## [Exercise requirements]
Every record must be output verbatim in the reply.

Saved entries
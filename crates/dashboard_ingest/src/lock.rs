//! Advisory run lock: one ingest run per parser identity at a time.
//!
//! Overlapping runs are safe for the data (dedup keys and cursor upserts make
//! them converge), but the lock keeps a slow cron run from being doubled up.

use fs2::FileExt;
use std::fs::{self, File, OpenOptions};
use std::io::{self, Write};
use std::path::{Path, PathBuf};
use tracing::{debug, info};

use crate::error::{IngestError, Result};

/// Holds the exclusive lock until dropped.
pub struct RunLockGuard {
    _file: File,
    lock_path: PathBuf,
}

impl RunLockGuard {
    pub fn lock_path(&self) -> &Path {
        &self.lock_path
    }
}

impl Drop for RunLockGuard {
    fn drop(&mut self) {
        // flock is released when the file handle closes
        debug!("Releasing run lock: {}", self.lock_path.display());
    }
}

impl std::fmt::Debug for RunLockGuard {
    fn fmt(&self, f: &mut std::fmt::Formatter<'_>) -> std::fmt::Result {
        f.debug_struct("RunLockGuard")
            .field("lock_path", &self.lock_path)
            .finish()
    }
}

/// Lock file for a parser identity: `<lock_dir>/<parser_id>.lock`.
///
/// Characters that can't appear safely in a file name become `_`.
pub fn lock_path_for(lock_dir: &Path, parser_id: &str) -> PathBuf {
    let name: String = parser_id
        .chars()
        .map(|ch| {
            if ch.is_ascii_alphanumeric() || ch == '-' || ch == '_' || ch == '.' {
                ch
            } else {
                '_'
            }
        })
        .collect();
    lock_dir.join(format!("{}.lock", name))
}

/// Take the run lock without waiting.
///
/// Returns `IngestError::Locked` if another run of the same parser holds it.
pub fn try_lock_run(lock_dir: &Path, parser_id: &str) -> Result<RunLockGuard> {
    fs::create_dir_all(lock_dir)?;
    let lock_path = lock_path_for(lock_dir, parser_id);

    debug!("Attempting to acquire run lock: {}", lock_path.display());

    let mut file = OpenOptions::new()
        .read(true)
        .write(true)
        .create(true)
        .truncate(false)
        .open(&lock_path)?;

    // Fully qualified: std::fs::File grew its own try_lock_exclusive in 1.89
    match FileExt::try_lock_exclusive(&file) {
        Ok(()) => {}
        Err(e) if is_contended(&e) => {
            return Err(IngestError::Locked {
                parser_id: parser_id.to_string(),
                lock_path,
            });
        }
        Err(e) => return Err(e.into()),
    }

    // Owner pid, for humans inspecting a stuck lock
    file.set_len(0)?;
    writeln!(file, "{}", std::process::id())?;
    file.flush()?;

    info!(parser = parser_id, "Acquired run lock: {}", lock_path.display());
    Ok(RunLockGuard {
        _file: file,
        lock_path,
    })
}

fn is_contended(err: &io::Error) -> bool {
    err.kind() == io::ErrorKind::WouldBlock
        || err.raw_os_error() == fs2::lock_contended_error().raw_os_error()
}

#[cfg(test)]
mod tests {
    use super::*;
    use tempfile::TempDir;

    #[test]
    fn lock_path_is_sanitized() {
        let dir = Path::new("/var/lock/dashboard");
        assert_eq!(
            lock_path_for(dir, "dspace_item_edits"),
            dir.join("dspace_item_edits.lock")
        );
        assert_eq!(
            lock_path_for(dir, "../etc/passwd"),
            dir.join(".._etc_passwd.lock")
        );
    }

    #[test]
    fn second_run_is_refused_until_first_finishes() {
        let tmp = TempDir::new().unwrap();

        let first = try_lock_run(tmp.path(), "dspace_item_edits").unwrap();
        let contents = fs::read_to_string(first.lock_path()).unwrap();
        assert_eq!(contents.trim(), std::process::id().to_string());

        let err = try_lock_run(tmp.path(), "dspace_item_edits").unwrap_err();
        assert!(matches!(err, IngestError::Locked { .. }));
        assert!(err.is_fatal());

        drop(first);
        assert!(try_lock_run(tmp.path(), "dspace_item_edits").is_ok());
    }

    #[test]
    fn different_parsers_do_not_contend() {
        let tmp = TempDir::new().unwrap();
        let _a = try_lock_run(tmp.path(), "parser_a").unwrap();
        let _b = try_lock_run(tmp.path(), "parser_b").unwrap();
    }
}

## [Exercise response]
filename crates/dashboard_ingest/src/lock.rs
//! Advisory run lock: one ingest run per parser identity at a time.
//!
//! Overlapping runs are safe for the data (dedup keys and cursor upserts make
//! them converge), but the lock keeps a slow cron run from being doubled up.

use fs2::FileExt;
use std::fs::{self, File, OpenOptions};
use std::io::{self, Write};
use std::path::{Path, PathBuf};
use tracing::{debug, info};

use crate::error::{IngestError, Result};

/// Holds the exclusive lock until dropped.
pub struct RunLockGuard {
    _file: File,
    lock_path: PathBuf,
}

impl RunLockGuard {
    pub fn lock_path(&self) -> &Path {
        &self.lock_path
    }
}

impl Drop for RunLockGuard {
    fn drop(&mut self) {
        // flock is released when the file handle closes
        debug!("Releasing run lock: {}", self.lock_path.display());
    }
}

impl std::fmt::Debug for RunLockGuard {
    fn fmt(&self, f: &mut std::fmt::Formatter<'_>) -> std::fmt::Result {
        f.debug_struct("RunLockGuard")
            .field("lock_path", &self.lock_path)
            .finish()
    }
}

/// Lock file for a parser identity: `<lock_dir>/<parser_id>.lock`.
///
/// Characters that can't appear safely in a file name become `_`.
pub fn lock_path_for(lock_dir: &Path, parser_id: &str) -> PathBuf {
    let name: String = parser_id
        .chars()
        .map(|ch| {
            if ch.is_ascii_alphanumeric() || ch == '-' || ch == '_' || ch == '.' {
                ch
            } else {
                '_'
            }
        })
        .collect();
    lock_dir.join(format!("{}.lock", name))
}

/// Take the run lock without waiting.
///
/// Returns `IngestError::Locked` if another run of the same parser holds it.
pub fn try_lock_run(lock_dir: &Path, parser_id: &str) -> Result<RunLockGuard> {
    fs::create_dir_all(lock_dir)?;
    let lock_path = lock_path_for(lock_dir, parser_id);

    debug!("Attempting to acquire run lock: {}", lock_path.display());

    let mut file = OpenOptions::new()
        .read(true)
        .write(true)
        .create(true)
        .truncate(false)
        .open(&lock_path)?;

    // Fully qualified: std::fs::File grew its own try_lock_exclusive in 1.89
    match FileExt::try_lock_exclusive(&file) {
        Ok(()) => {}
        Err(e) if is_contended(&e) => {
            return Err(IngestError::Locked {
                parser_id: parser_id.to_string(),
                lock_path,
            });
        }
        Err(e) => return Err(e.into()),
    }

    // Owner pid, for humans inspecting a stuck lock
    file.set_len(0)?;
    writeln!(file, "{}", std::process::id())?;
    file.flush()?;

    info!(parser = parser_id, "Acquired run lock: {}", lock_path.display());
    Ok(RunLockGuard {
        _file: file,
        lock_path,
    })
}

fn is_contended(err: &io::Error) -> bool {
    err.kind() == io::ErrorKind::WouldBlock
        || err.raw_os_error() == fs2::lock_contended_error().raw_os_error()
}

#[cfg(test)]
mod tests {
    use super::*;
    use tempfile::TempDir;

    #[test]
    fn lock_path_is_sanitized() {
        let dir = Path::new("/var/lock/dashboard");
        assert_eq!(
            lock_path_for(dir, "dspace_item_edits"),
            dir.join("dspace_item_edits.lock")
        );
        assert_eq!(
            lock_path_for(dir, "../etc/passwd"),
            dir.join(".._etc_passwd.lock")
        );
    }

    #[test]
    fn second_run_is_refused_until_first_finishes() {
        let tmp = TempDir::new().unwrap();

        let first = try_lock_run(tmp.path(), "dspace_item_edits").unwrap();
        let contents = fs::read_to_string(first.lock_path()).unwrap();
        assert_eq!(contents.trim(), std::process::id().to_string());

        let err = try_lock_run(tmp.path(), "dspace_item_edits").unwrap_err();
        assert!(matches!(err, IngestError::Locked { .. }));
        assert!(err.is_fatal());

        drop(first);
        assert!(try_lock_run(tmp.path(), "dspace_item_edits").is_ok());
    }

    #[test]
    fn different_parsers_do_not_contend() {
        let tmp = TempDir::new().unwrap();
        let _a = try_lock_run(tmp.path(), "parser_a").unwrap();
        let _b = try_lock_run(tmp.path(), "parser_b").unwrap();
    }
}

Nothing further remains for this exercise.